一方で、Ant Financialといえば、今年の4月にオンラインの未公開企業として未曾有の45億ドル(4,500億円)の資金調達を行ったプレーヤーです。親会社のアリババは昨年の独身の日(11月11日)に、ECで一日に1.7兆円もの売上を上げたことが話題となりましたが、これらの決済はAnt社のAlipayを用いた支払が行われています。

ただ、5億人のユーザーを誇るAlipayの座は安泰とも言えなくなってきており、中国ではメッセージングアプリのWeChatがWeChat Payで急速に追い上げを見せています。WeChat Payの利用は主にQRコードの表示をスマートフォン上で行う形をとりますが、今回の買収を契機に、将来的には、例えば事前にAlipayに登録された眼球の情報を店頭の端末で確認することで、利用者はスマートフォンすら持ち歩かなくとも買い物ができるようになるかもしれません。

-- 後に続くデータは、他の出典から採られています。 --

use quiz_core::model::{Catalog, Question};

use super::{SqliteStore, map_sqlx_err, mapping, with_busy_retry};
use crate::repository::{CatalogRepository, StorageError};

impl SqliteStore {
    async fn upsert_question_once(
        &self,
        question: &Question,
        distractors: &str,
    ) -> Result<(), StorageError> {
        sqlx::query(
            r"
            INSERT INTO questions (id, prompt, answer, distractors, chunk_number)
            VALUES (?1, ?2, ?3, ?4, ?5)
            ON CONFLICT(id) DO UPDATE SET
                prompt = excluded.prompt,
                answer = excluded.answer,
                distractors = excluded.distractors,
                chunk_number = excluded.chunk_number
            ",
        )
        .bind(mapping::question_id_to_i64(question.id())?)
        .bind(question.prompt())
        .bind(question.answer())
        .bind(distractors)
        .bind(i64::from(question.chunk()))
        .execute(&self.pool)
        .await
        .map_err(map_sqlx_err)?;
        Ok(())
    }
}

#[async_trait::async_trait]
impl CatalogRepository for SqliteStore {
    async fn upsert_question(&self, question: &Question) -> Result<(), StorageError> {
        let distractors = serde_json::to_string(question.distractors())
            .map_err(|e| StorageError::Serialization(e.to_string()))?;

        with_busy_retry(|| self.upsert_question_once(question, &distractors)).await
    }

    async fn load_catalog(&self) -> Result<Catalog, StorageError> {
        let rows = sqlx::query(
            r"
            SELECT id, prompt, answer, distractors, chunk_number
            FROM questions
            ORDER BY chunk_number ASC, id ASC
            ",
        )
        .fetch_all(&self.pool)
        .await
        .map_err(map_sqlx_err)?;

        let mut questions = Vec::with_capacity(rows.len());
        for row in &rows {
            questions.push(mapping::map_question_row(row)?);
        }

        Ok(Catalog::new(questions)?)
    }
}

このような生体認証は今後、様々なサービスにおける肝となる動きといえます。日本でも既にリキッド社の技術を用いてイオン銀行が 指認証(暗証番号不要)のATMを展開し、大垣共立銀行も印鑑届出の代わりに手のひらを活用する銀行口座を提供開始しています。今まで当たり前と思われてきたキャッシュカード、通帳、印鑑さらには暗証番号といった認証手段は必須でなくなり、より分かりやすく便利な方向へと、用途が広がっていくものとなります。